* STORED DATA *
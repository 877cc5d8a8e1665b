//! Persisted generation defaults.

mod file;

use std::path::{Path, PathBuf};

use crate::pass::{CharClass, ClassSet, GenerationRequest};

#[derive(Debug, Clone, PartialEq, Eq)]
pub struct Settings {
    pub pass_length: usize,
    pub number_of_passwords: usize,
    pub lowercase: bool,
    pub uppercase: bool,
    pub digits: bool,
    pub symbols: bool,
    pub exclude_ambiguous: bool,
}

impl Settings {
    pub fn save_to(&self, path: &Path) -> Result<(), std::io::Error> {
        file::save(self, path)
    }

    /// The defaults file: `CLASSPASS_SETTINGS`, else under `$HOME/.config`.
    pub fn path() -> PathBuf {
        file::get_path()
    }

    pub fn load_from(path: &Path) -> Result<Self, std::io::Error> {
        let mut settings = Settings::default();
        file::load(&mut settings, path)?;
        Ok(settings)
    }

    pub fn classes(&self) -> ClassSet {
        ClassSet::from_flags(self.lowercase, self.uppercase, self.digits, self.symbols)
    }

    pub fn set_class(&mut self, class: CharClass, on: bool) {
        match class {
            CharClass::Lowercase => self.lowercase = on,
            CharClass::Uppercase => self.uppercase = on,
            CharClass::Digits => self.digits = on,
            CharClass::Symbols => self.symbols = on,
        }
    }

    pub fn request(&self) -> GenerationRequest {
        GenerationRequest::new(self.pass_length, self.classes(), self.exclude_ambiguous)
    }
}

impl Default for Settings {
    fn default() -> Self {
        Self {
            pass_length: 12,
            number_of_passwords: 1,
            lowercase: true,
            uppercase: true,
            digits: false,
            symbols: false,
            exclude_ambiguous: false,
        }
    }
}
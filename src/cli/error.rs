//! CLI errors and their exit codes.

use thiserror::Error;

use crate::exits;
use classpass::pass::InvalidRequest;

#[derive(Error, Debug)]
pub enum CliError {
    #[error(transparent)]
    Usage(#[from] clap::Error),

    #[error("{0}")]
    Invalid(#[from] InvalidRequest),

    #[error("I/O error: {0}")]
    Io(#[from] std::io::Error),

    #[error("Clipboard error: {0}")]
    Clipboard(String),

    #[error("Aborted")]
    Aborted,
}

impl CliError {
    pub fn exit_code(&self) -> i32 {
        match self {
            // --help and --version arrive as clap errors on stdout
            CliError::Usage(e) if !e.use_stderr() => exits::SUCCESS,
            CliError::Usage(_) => exits::USAGE,
            CliError::Invalid(_) => exits::INVALID_REQUEST,
            CliError::Io(_) | CliError::Clipboard(_) => exits::IO_FAILURE,
            CliError::Aborted => exits::SUCCESS,
        }
    }
}
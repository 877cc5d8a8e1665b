//! Character-class password generation backed by the OS CSPRNG.
//!
//! Every password contains at least one character from each selected class,
//! and class positions are shuffled so none is fixed.

pub mod entropy;
pub mod pass;
pub mod settings;
pub mod terminal;
use crate::data::{Quote, TimeSeries};
use crate::ui::{ChartView, Label, LoadState, PresetSelector, StatusBar, SummaryPanel};
use ratatui::{
    layout::{Constraint, Direction, Layout, Position, Rect},
    Frame,
};

pub struct LayoutManager {
    pub selector: PresetSelector,
    pub statusbar: StatusBar,
    /// Where the status bar was last drawn, for mouse hit-testing.
    pub statusbar_area: Rect,
}

impl LayoutManager {
    pub fn new(selector: PresetSelector) -> Self {
        Self {
            selector,
            statusbar: StatusBar::new(),
            statusbar_area: Rect::default(),
        }
    }

    pub fn render(
        &mut self,
        frame: &mut Frame,
        series: &[TimeSeries],
        chart_state: LoadState,
        quotes: &[Quote],
        label: &Label,
    ) {
        let main_chunks = Layout::default()
            .direction(Direction::Vertical)
            .constraints([
                Constraint::Length(3),
                Constraint::Min(10),
                Constraint::Length(1),
            ])
            .split(frame.area());

        self.selector.render(frame, main_chunks[0]);

        let content_chunks = Layout::default()
            .direction(Direction::Horizontal)
            .constraints([Constraint::Min(40), Constraint::Length(34)])
            .split(main_chunks[1]);

        let preset = self.selector.current();
        let title = format!("Stock Chart / {}", preset.label());
        ChartView::new(series, preset, chart_state).render(frame, content_chunks[0], &title);
        SummaryPanel::render(frame, content_chunks[1], quotes);

        self.statusbar_area = main_chunks[2];
        self.statusbar.render(frame, main_chunks[2], label);
    }

    pub fn hits_statusbar(&self, column: u16, row: u16) -> bool {
        self.statusbar_area.contains(Position::new(column, row))
    }
}

#[cfg(test)]
mod tests {
    use super::*;
    use crate::ui::Preset;

    #[test]
    fn test_statusbar_hit_testing() {
        let mut layout = LayoutManager::new(PresetSelector::from_preset(Preset::Today));
        layout.statusbar_area = Rect::new(0, 23, 80, 1);

        assert!(layout.hits_statusbar(10, 23));
        assert!(!layout.hits_statusbar(10, 22));
        assert!(!layout.hits_statusbar(80, 23));
        assert!(!layout.hits_statusbar(0, 24));
    }
}
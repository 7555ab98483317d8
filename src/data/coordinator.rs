use crate::data::extract::{extract_quote, extract_series};
use crate::data::{Quote, TimeSeries};
use tracing::{debug, info, warn};

/// Record type filled into one slot per symbol when its response arrives.
pub trait SlotRecord: Clone {
    fn pending(symbol: &str) -> Self;
    fn symbol(&self) -> &str;
    fn from_response(symbol: &str, status: u16, body: &[u8]) -> Self;
}

impl SlotRecord for TimeSeries {
    fn pending(symbol: &str) -> Self {
        TimeSeries::empty(symbol)
    }

    fn symbol(&self) -> &str {
        &self.symbol
    }

    fn from_response(symbol: &str, status: u16, body: &[u8]) -> Self {
        extract_series(symbol, status, body)
    }
}

impl SlotRecord for Quote {
    fn pending(symbol: &str) -> Self {
        Quote::empty(symbol)
    }

    fn symbol(&self) -> &str {
        &self.symbol
    }

    fn from_response(symbol: &str, status: u16, body: &[u8]) -> Self {
        extract_quote(symbol, status, body)
    }
}

#[derive(Debug, Clone, Copy, PartialEq, Eq, PartialOrd, Ord)]
pub struct GenerationId(pub u64);

/// Query parameters for one generation. `Summary` requests carry none.
#[derive(Debug, Clone, Copy, PartialEq, Eq)]
pub enum FetchMode {
    Chart {
        range: &'static str,
        interval: &'static str,
    },
    Summary,
}

/// One GET to issue, tagged with the context its completion must carry back.
#[derive(Debug, Clone, PartialEq, Eq)]
pub struct FetchRequest {
    pub generation: GenerationId,
    pub slot: usize,
    pub symbol: String,
    pub mode: FetchMode,
}

#[derive(Debug, Clone, PartialEq, Eq)]
pub enum FetchOutcome {
    Response { status: u16, body: Vec<u8> },
    Failed(String),
}

#[derive(Debug, Clone, PartialEq, Eq)]
pub struct Completion {
    pub generation: GenerationId,
    pub slot: usize,
    pub outcome: FetchOutcome,
}

#[derive(Debug, Clone, Copy, PartialEq, Eq)]
pub enum Applied {
    /// Belongs to a superseded generation (or an unknown slot); nothing changed.
    Discarded,
    /// Stored; `remaining` requests are still outstanding.
    Stored { remaining: usize },
    /// Stored the last outstanding slot. Fires once per generation.
    Completed,
}

#[derive(Debug)]
struct Generation<T> {
    id: GenerationId,
    mode: FetchMode,
    slots: Vec<T>,
    filled: Vec<bool>,
    pending: usize,
}

/// Owns the slot collection of the current generation. Starting a new
/// generation drops the old collection; completions tagged with an older id
/// are ignored.
#[derive(Debug)]
pub struct Coordinator<T> {
    next_id: u64,
    current: Option<Generation<T>>,
}

impl<T: SlotRecord> Default for Coordinator<T> {
    fn default() -> Self {
        Self::new()
    }
}

impl<T: SlotRecord> Coordinator<T> {
    pub fn new() -> Self {
        Self {
            next_id: 0,
            current: None,
        }
    }

    pub fn start_generation(&mut self, symbols: &[String], mode: FetchMode) -> Vec<FetchRequest> {
        self.next_id += 1;
        let id = GenerationId(self.next_id);

        let requests = symbols
            .iter()
            .enumerate()
            .map(|(slot, symbol)| FetchRequest {
                generation: id,
                slot,
                symbol: symbol.clone(),
                mode,
            })
            .collect();

        info!(generation = id.0, symbols = symbols.len(), ?mode, "starting generation");

        self.current = Some(Generation {
            id,
            mode,
            slots: symbols.iter().map(|s| T::pending(s)).collect(),
            filled: vec![false; symbols.len()],
            pending: symbols.len(),
        });

        requests
    }

    pub fn apply(&mut self, completion: Completion) -> Applied {
        let Some(generation) = self.current.as_mut() else {
            return Applied::Discarded;
        };

        if completion.generation != generation.id {
            debug!(
                stale = completion.generation.0,
                current = generation.id.0,
                slot = completion.slot,
                "dropping completion from superseded generation"
            );
            return Applied::Discarded;
        }

        let slot = completion.slot;
        if generation.filled.get(slot).copied().unwrap_or(true) {
            warn!(generation = generation.id.0, slot, "unexpected completion for slot");
            return Applied::Discarded;
        }

        let symbol = generation.slots[slot].symbol().to_string();
        let record = match completion.outcome {
            FetchOutcome::Response { status, body } => T::from_response(&symbol, status, &body),
            FetchOutcome::Failed(reason) => {
                warn!(symbol = %symbol, %reason, "request failed");
                T::pending(&symbol)
            }
        };

        generation.slots[slot] = record;
        generation.filled[slot] = true;
        generation.pending -= 1;

        if generation.pending == 0 {
            info!(generation = generation.id.0, "generation complete");
            Applied::Completed
        } else {
            Applied::Stored {
                remaining: generation.pending,
            }
        }
    }

    pub fn current_id(&self) -> Option<GenerationId> {
        self.current.as_ref().map(|g| g.id)
    }

    pub fn mode(&self) -> Option<FetchMode> {
        self.current.as_ref().map(|g| g.mode)
    }

    /// Slots of the current generation; unfilled slots hold pending records.
    pub fn slots(&self) -> &[T] {
        self.current.as_ref().map(|g| g.slots.as_slice()).unwrap_or(&[])
    }

    pub fn pending(&self) -> usize {
        self.current.as_ref().map(|g| g.pending).unwrap_or(0)
    }

    pub fn is_complete(&self) -> bool {
        self.current.is_some() && self.pending() == 0
    }
}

* INSTRUCTIONS FOR THE TASK *
For each line in the entries that holds "digits", return that line.

* SOLUTION TO THIS TASK *
    pub digits: bool,
        ClassSet::from_flags(self.lowercase, self.uppercase, self.digits, self.symbols)
            CharClass::Digits => self.digits = on,
            digits: false,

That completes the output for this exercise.